(Extracted records)
○ ○ ○ ○ ○

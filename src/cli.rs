//! CLI definition and parsing.
//! Defines Args and provides parse() for command-line handling.
//!
//! Notes:
//! - Flags override config-file values; anything still missing is prompted for.
//! - --debug is a shorthand for --log-level debug.

use clap::{Parser, ValueHint};
use std::path::PathBuf;

use crate::config::types::{Config, LogLevel};

/// CLI wrapper for the longpath_move library.
#[derive(Parser, Debug, Clone)]
#[command(
    author,
    version,
    about = "Move files with over-long absolute paths into a flat directory (Rust)"
)]
pub struct Args {
    /// Root of the tree to scan for over-long paths.
    #[arg(
        long = "source",
        short = 's',
        value_name = "DIR",
        value_hint = ValueHint::DirPath,
        help = "Source directory to scan (prompted for if omitted)"
    )]
    pub source: Option<PathBuf>,

    /// Flat directory that receives relocated files.
    #[arg(
        long = "target",
        short = 't',
        value_name = "DIR",
        value_hint = ValueHint::DirPath,
        help = "Target directory for relocated files (prompted for if omitted)"
    )]
    pub target: Option<PathBuf>,

    /// Absolute-path length threshold in characters.
    #[arg(
        long = "max-length",
        short = 'm',
        value_name = "CHARS",
        help = "Maximum path length in characters (default 180)"
    )]
    pub max_length: Option<usize>,

    /// Dry-run: compute and report the full plan without touching the filesystem.
    #[arg(
        long,
        help = "Show what would be moved, but do not modify files/directories"
    )]
    pub dry_run: bool,

    /// Enable debug logging (equivalent to `--log-level debug`).
    #[arg(
        short = 'd',
        long,
        help = "Enable debug logging (shorthand for --log-level debug)"
    )]
    pub debug: bool,

    /// Set log level. One of: quiet, normal, info, debug.
    #[arg(long, help = "Set log level: quiet, normal, info, debug")]
    pub log_level: Option<String>,

    /// Print where longpath_move will look for the config file, then exit.
    #[arg(
        long,
        help = "Print the config file location used by longpath_move and exit"
    )]
    pub print_config: bool,

    /// Emit logs in structured JSON (includes timestamp, level, and structured fields).
    #[arg(long, help = "Emit logs in structured JSON")]
    pub json: bool,
}

impl Args {
    /// Effective log level derived from flags.
    /// Precedence: --debug > --log-level value > None (use config default).
    pub fn effective_log_level(&self) -> Option<LogLevel> {
        if self.debug {
            return Some(LogLevel::Debug);
        }
        self.log_level.as_deref().and_then(LogLevel::parse)
    }

    /// Apply CLI overrides to a Config (in-place). No-ops for unset flags.
    pub fn apply_overrides(&self, cfg: &mut Config) {
        if let Some(src) = &self.source {
            cfg.source_base = Some(src.clone());
        }
        if let Some(tgt) = &self.target {
            cfg.target_base = Some(tgt.clone());
        }
        if let Some(len) = self.max_length {
            cfg.max_path_len = Some(len);
        }
        if let Some(level) = self.effective_log_level() {
            cfg.log_level = level;
        }
        if self.dry_run {
            cfg.dry_run = true;
        }
    }
}

pub fn parse() -> Args {
    Args::parse()
}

○ ○ ○ ○ ○

From the records above, report the count of lines containing "Option" and nothing more.

5